S.g. - Oui, quelques «crisettes» et trois crises majeures. La crise Jack, lors de la première semaine. À un twitteur qui demandait «Comment passez-vous le temps pendant tous ces longs mois d'hiver ?», le curateur Jack Werner a répondu «je me masturbe». Évidemment, notre téléphone n'a pas dérougi pendant 48 heures. Nous avons laissé faire, et ça s'est calmé. Puis, la crise Sonja causée par le tweet «je ne vois pas pourquoi on fait un plat avec les Juifs. On ne peut savoir si quelqu'un est juif tant qu'on n'a pas vu son pénis. Et encore.» Cette fois, nous avons consulté des avocats pour nous assurer que ce tweet n'était ni haineux ni discriminatoire. Ce n'était pas le cas. Alors, nous avons laissé le tweet, et la crise a passé. La troisième a eu lieu en 2012 pendant l'arrestation et l'emprisonnement de deux journalistes suédois en Éthiopie. Le curateur, Hassan, a critiqué la conduite du ministre suédois des Affaires étrangères. Le ministre ne s'est pas défilé. Interrogé sur les critiques, il a répondu que chaque citoyen a le droit d'exprimer son opinion. Ce ministre possède d'ailleurs un compte Twitter où il interagit avec les citoyens.

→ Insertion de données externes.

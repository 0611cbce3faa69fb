use acelink_communication::communication::frame::{decode_frame, encode_frame};
use acelink_communication::communication::{Completion, DispatcherConfig, FrameAssembler};
use acelink_communication::{Request, RequestDispatcher, Response};
use acelink_core::RequestError;
use parking_lot::Mutex;
use serde_json::json;
use std::sync::Arc;
use std::time::Duration;
use tokio::time::Instant;

fn dispatcher(queue_size: usize) -> RequestDispatcher {
    RequestDispatcher::new(DispatcherConfig {
        queue_size,
        response_timeout: Duration::from_secs(2),
    })
}

#[tokio::test]
async fn test_overflow_sheds_full_queue() {
    let mut dispatcher = dispatcher(20);
    let shed = Arc::new(Mutex::new(Vec::new()));
    let observed = Arc::new(Mutex::new(None));

    let seen = observed.clone();
    dispatcher.set_overflow_observer(move |dropped| *seen.lock() = Some(dropped));

    for _ in 0..20 {
        let shed = shed.clone();
        dispatcher.submit(
            Request::new("get_status"),
            Completion::callback(move |result| shed.lock().push(result)),
        );
    }
    assert_eq!(dispatcher.queued_count(), 20);
    assert!(shed.lock().is_empty());

    let (_, mut last) = dispatcher.submit_reply(Request::new("get_info"));

    let shed = shed.lock();
    assert_eq!(shed.len(), 20);
    assert!(shed
        .iter()
        .all(|r| matches!(r, Err(RequestError::QueueOverflow))));
    assert_eq!(*observed.lock(), Some(20));
    assert_eq!(dispatcher.queued_count(), 1);
    assert!(last.try_recv().is_err());
}

#[tokio::test]
async fn test_request_reply_through_the_wire() {
    let mut dispatcher = dispatcher(20);
    let mut assembler = FrameAssembler::new();
    let (id, mut reply) =
        dispatcher.submit_reply(Request::new("get_filament_info").with_params(json!({"index": 1})));

    let mut written = Vec::new();
    let sent = dispatcher
        .tick(Instant::now(), |frame| {
            written.extend_from_slice(frame);
            Ok::<(), std::io::Error>(())
        })
        .unwrap();
    assert_eq!(sent, Some(id));
    assert!(dispatcher.is_pending(id));

    let request: Request = serde_json::from_slice(decode_frame(&written).unwrap()).unwrap();
    assert_eq!(request.method, "get_filament_info");
    assert_eq!(request.params, Some(json!({"index": 1})));

    let body = json!({"id": id, "code": 0, "msg": "success", "result": {"sku": "AHPLBK-101"}});
    let frame = encode_frame(&serde_json::to_vec(&body).unwrap()).unwrap();
    let mut responses = Vec::new();
    for chunk in frame.chunks(16) {
        responses.extend(assembler.push(chunk).responses);
    }
    assert_eq!(responses.len(), 1);
    assert!(dispatcher.resolve(&responses[0]));

    let response: Response = reply.try_recv().unwrap().unwrap();
    assert_eq!(response.result, Some(json!({"sku": "AHPLBK-101"})));
    assert_eq!(dispatcher.pending_count(), 0);
}

#[tokio::test]
async fn test_failed_write_keeps_order() {
    let mut dispatcher = dispatcher(20);
    let first = dispatcher.submit_detached(Request::new("get_info"));
    let second = dispatcher.submit_detached(Request::new("get_status"));

    let result = dispatcher.tick(Instant::now(), |_| Err("port closed"));
    assert_eq!(result, Err("port closed"));
    assert_eq!(dispatcher.queued_count(), 2);
    assert_eq!(dispatcher.pending_count(), 0);

    let sent = dispatcher
        .tick(Instant::now(), |_| Ok::<(), &str>(()))
        .unwrap();
    assert_eq!(sent, Some(first));
    let sent = dispatcher
        .tick(Instant::now(), |_| Ok::<(), &str>(()))
        .unwrap();
    assert_eq!(sent, Some(second));
}

#[tokio::test(start_paused = true)]
async fn test_unanswered_request_times_out() {
    let mut dispatcher = dispatcher(20);
    let (id, mut reply) = dispatcher.submit_reply(Request::new("get_status"));
    dispatcher
        .tick(Instant::now(), |_| Ok::<(), &str>(()))
        .unwrap();

    tokio::time::advance(Duration::from_secs(2)).await;
    assert_eq!(dispatcher.expire(Instant::now()), 0);

    tokio::time::advance(Duration::from_millis(1)).await;
    assert_eq!(dispatcher.expire(Instant::now()), 1);
    assert_eq!(
        reply.try_recv().unwrap(),
        Err(RequestError::ResponseTimeout {
            id,
            timeout_ms: 2000
        })
    );

    // A late reply is ignored
    let late = Response {
        id: Some(id),
        code: 0,
        msg: None,
        result: None,
    };
    assert!(!dispatcher.resolve(&late));
}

D.B. - Au-delà du bruit médiatique, qu'attendiez-vous de la campagne ?

S.G. - Nous voulions briser les clichés associés à notre pays. Pour plusieurs, l'image de la Suède s'est cristallisée dans les années 1970 : Abba, Volvo, Ikea, l'État social-démocrate, Ingmar Bergman... et les jeunes femmes blondes ! Que faites-vous lorsqu'une marque est victime de clichés ? Vous la présentez sous un jour contrasté. H&M, par exemple, a eu la brillante idée de demander à ses designers de renom de lui dessiner des collections sur mesure. Ce faisant, elle a cassé son image de vêtements de masse anonymes. Le compte @sweden, lui, affiche la diversité du peuple suédois.

D.B. - Et qu'est-ce que cela va rapporter concrètement à la Suède ?

S.G. - À terme, cela devrait contribuer à attirer plus d'étudiants et d'investisseurs étrangers et plus de touristes. Nous avons confiance dans ce que nous connaissons. Si les étudiants, les entreprises, les investisseurs et les touristes connaissent mieux la vraie Suède, ils seront plus enclins à lui faire confiance.

D.B. - Une entreprise pourrait-elle s'inspirer de votre campagne ?

S.G. - Oui et non. L'image d'un pays et celle d'une marque de marché ne reposent pas sur les mêmes critères. La première se construit à long terme, à partir d'une foule de petits gestes de nombreux intervenants, les citoyens. La seconde est plutôt le fruit d'une approche centralisée. Elle se contrôle plus facilement et se bâtit sur un horizon plus court. Malgré cette différence, je crois que les entreprises peuvent tirer certaines leçons de cette campagne.

D.B. - Quelles leçons ?

S.G. - Il serait prétentieux de ma part de vouloir transformer «Curateurs de la Suède» en référence universelle. Toutefois, notre campagne respecte certains principes incontournables de la communication sur les médias sociaux. D'abord, gare aux questions que vous posez. Les internautes ont atteint un certain degré de maturité, ils ne sont pas dupes. Il ne faut pas demander «dites-nous ce que vous aimez à propos de notre marque ?», car c'est une question dirigée. Dites plutôt : «que pensez-vous de notre marque ?». Ensuite, méfiez-vous du piège de la pseudo-marque. Collez-vous aux attributs de votre marque. Ne tentez pas d'être cool. Sinon, vous ressemblerez à ces participants aux émissions de relooking. On refait leur garde-robe, leur maquillage et les téléspectateurs s'émerveillent. Mais, une semaine plus tard, loin des projecteurs, le participant a retrouvé ses survêtements ou son jeans confortable. L'image qu'on lui a fabriquée ne lui ressemble pas.